● Task statement
Copy exactly the lines of the data below that run from the line holding "and surface only" through the line holding "pub enum Error", both ends included.

● Entries shown
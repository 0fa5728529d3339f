use serde::Deserialize;

/// Top-level configuration settings for the application.
///
/// Includes settings for the realtime connection, the consumer adapters and logging.
#[derive(Debug, Deserialize, Clone, Default)]
pub struct Settings {
    pub connection: ConnectionSettings,
    pub adapters: AdapterSettings,
    pub logging: LoggingSettings,
}

/// Configuration settings for the realtime connection.
///
/// `url` is the websocket endpoint; the auth token is appended to it as the
/// `token_param` query parameter on every (re)connect.
#[derive(Debug, Deserialize, Clone)]
pub struct ConnectionSettings {
    pub url: String,
    pub token_param: String,
    pub base_delay_ms: u64,
    pub max_delay_ms: u64,
}

/// Retention bounds for the consumer adapters.
#[derive(Debug, Deserialize, Clone)]
pub struct AdapterSettings {
    pub chat_history_limit: usize,
    pub notification_limit: usize,
    pub alert_limit: usize,
}

#[derive(Debug, Deserialize, Clone)]
pub struct LoggingSettings {
    pub level: String,
}

/// Partial configuration settings loaded from files or environment.
///
/// Every field is optional; missing values are filled from `Settings::default()`.
#[derive(Debug, Deserialize)]
pub struct PartialSettings {
    pub connection: Option<PartialConnectionSettings>,
    pub adapters: Option<PartialAdapterSettings>,
    pub logging: Option<PartialLoggingSettings>,
}

#[derive(Debug, Deserialize)]
pub struct PartialConnectionSettings {
    pub url: Option<String>,
    pub token_param: Option<String>,
    pub base_delay_ms: Option<u64>,
    pub max_delay_ms: Option<u64>,
}

#[derive(Debug, Deserialize)]
pub struct PartialAdapterSettings {
    pub chat_history_limit: Option<usize>,
    pub notification_limit: Option<usize>,
    pub alert_limit: Option<usize>,
}

#[derive(Debug, Deserialize)]
pub struct PartialLoggingSettings {
    pub level: Option<String>,
}

impl Default for ConnectionSettings {
    fn default() -> Self {
        Self {
            url: "ws://127.0.0.1:8080/realtime".to_string(),
            token_param: "token".to_string(),
            base_delay_ms: 1_000,
            max_delay_ms: 30_000,
        }
    }
}

impl Default for AdapterSettings {
    fn default() -> Self {
        Self {
            chat_history_limit: 200,
            notification_limit: 50,
            alert_limit: 10,
        }
    }
}

impl Default for LoggingSettings {
    fn default() -> Self {
        Self {
            level: "info".to_string(),
        }
    }
}
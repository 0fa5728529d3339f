//! Error types used within `realtime_mux`.
//!
//! Failures on the realtime path never cross the public boundary as panics:
//! decode and transport errors are logged where they happen and surface only
//! as connection status changes or a `false` from `send`. These variants are
//! what the internal layers pass around before that happens.

use thiserror::Error;

#[derive(Debug, Error)]
pub enum Error {
    /// A frame or payload was not valid JSON for the expected shape.
    #[error("failed to decode envelope: {0}")]
    Decode(#[from] serde_json::Error),

    /// A frame decoded but carried an empty `type`.
    #[error("envelope has an empty topic")]
    EmptyTopic,

    #[error("invalid endpoint url: {0}")]
    InvalidUrl(#[from] url::ParseError),

    #[error("transport error: {0}")]
    Transport(#[from] tungstenite::Error),

    #[error("configuration error: {0}")]
    Config(#[from] config::ConfigError),
}

pub type Result<T> = std::result::Result<T, Error>;
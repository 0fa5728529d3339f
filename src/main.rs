//! CLI for realtime-mux
//!
//! Subcommands:
//! - `watch`: connect and log every envelope (or only the given topics)
//! - `send`: connect, send one envelope, disconnect
//! - `chat`: join one event's live chat and log its messages

use clap::{Parser, Subcommand};
use realtime_mux::adapters::ChatRoom;
use realtime_mux::adapters::chat::ChatMessage;
use realtime_mux::config::{Settings, load_config};
use realtime_mux::utils::logging;
use realtime_mux::{ConnectionStatus, Envelope, RealtimeClient, Subscription, TypedEnvelope};
use std::time::Duration;
use tokio::sync::watch;
use tracing::{error, info, warn};

#[derive(Parser)]
#[command(name = "realtime-mux")]
struct Cli {
    /// Bearer token attached to the connection
    #[arg(long, env = "REALTIME_TOKEN", global = true)]
    token: Option<String>,

    /// Websocket endpoint, overrides the configured one
    #[arg(long, global = true)]
    url: Option<String>,

    #[command(subcommand)]
    command: Command,
}

#[derive(Subcommand)]
enum Command {
    /// Log incoming envelopes until Ctrl-C
    Watch {
        /// Topic to log; repeat for several. Logs everything when omitted.
        #[arg(long = "topic")]
        topics: Vec<String>,
    },
    /// Send one envelope and exit
    Send {
        #[arg(long)]
        topic: String,
        /// JSON payload
        #[arg(long, default_value = "{}")]
        payload: String,
        /// Seconds to wait for the connection
        #[arg(long, default_value_t = 10)]
        wait: u64,
    },
    /// Join a live chat and log its messages until Ctrl-C
    Chat {
        #[arg(long)]
        event_id: String,
    },
}

#[tokio::main]
async fn main() {
    let _ = dotenvy::dotenv();
    let cli = Cli::parse();

    let mut settings = match load_config() {
        Ok(settings) => settings,
        Err(e) => {
            eprintln!("Invalid configuration, using defaults: {e}");
            Settings::default()
        }
    };
    logging::init(&settings.logging.level);

    if let Some(url) = cli.url {
        settings.connection.url = url;
    }

    if let Err(e) = run(cli.command, cli.token, settings).await {
        error!("realtime-mux failed: {}", e);
        std::process::exit(1);
    }
}

async fn run(
    command: Command,
    token: Option<String>,
    settings: Settings,
) -> Result<(), Box<dyn std::error::Error>> {
    let client = RealtimeClient::new(&settings.connection)?;
    client.set_auth_token(token);

    let (status_tx, status_rx) = watch::channel(client.status());
    let status_sub = client.on_status_change(move |status| {
        info!(%status, "connection status changed");
        let _ = status_tx.send(status);
    });

    match command {
        Command::Watch { topics } => {
            let subscriptions: Vec<Subscription> = if topics.is_empty() {
                vec![client.subscribe_all(log_envelope)]
            } else {
                topics
                    .iter()
                    .map(|topic| client.subscribe(topic, log_envelope))
                    .collect()
            };
            client.connect();
            tokio::signal::ctrl_c().await?;
            info!("Shutdown signal received. Exiting gracefully.");
            subscriptions.iter().for_each(Subscription::unsubscribe);
        }
        Command::Send {
            topic,
            payload,
            wait,
        } => {
            let payload: serde_json::Value = serde_json::from_str(&payload)?;
            client.connect();
            wait_connected(status_rx, Duration::from_secs(wait)).await?;
            if client.send(&topic, payload) {
                info!(topic, "sent");
            } else {
                warn!(topic, "send failed");
            }
            // let the session flush the frame before closing
            tokio::time::sleep(Duration::from_millis(200)).await;
        }
        Command::Chat { event_id } => {
            let room = ChatRoom::join(&client, event_id, &settings.adapters);
            let printer = client.subscribe_typed("chat.message", |envelope: TypedEnvelope<ChatMessage>| {
                let message = envelope.payload;
                info!(
                    author = message.author_name.as_deref().unwrap_or("anonymous"),
                    "{}",
                    message.message
                );
            });
            client.connect();
            tokio::signal::ctrl_c().await?;
            info!(retained = room.messages().len(), "leaving chat");
            printer.unsubscribe();
            room.leave();
        }
    }

    status_sub.unsubscribe();
    client.disconnect();
    Ok(())
}

fn log_envelope(envelope: &Envelope) {
    info!(topic = %envelope.topic, id = %envelope.id, "{}", envelope.payload);
}

async fn wait_connected(
    mut status: watch::Receiver<ConnectionStatus>,
    limit: Duration,
) -> Result<(), Box<dyn std::error::Error>> {
    let connected = status.wait_for(|s| *s == ConnectionStatus::Connected);
    match tokio::time::timeout(limit, connected).await {
        Ok(Ok(_)) => Ok(()),
        Ok(Err(e)) => Err(e.into()),
        Err(_) => Err(format!("not connected after {}s", limit.as_secs()).into()),
    }
}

● Exercise response
//! decode and transport errors are logged where they happen and surface only
//! as connection status changes or a `false` from `send`. These variants are
//! what the internal layers pass around before that happens.

use thiserror::Error;

#[derive(Debug, Error)]
pub enum Error {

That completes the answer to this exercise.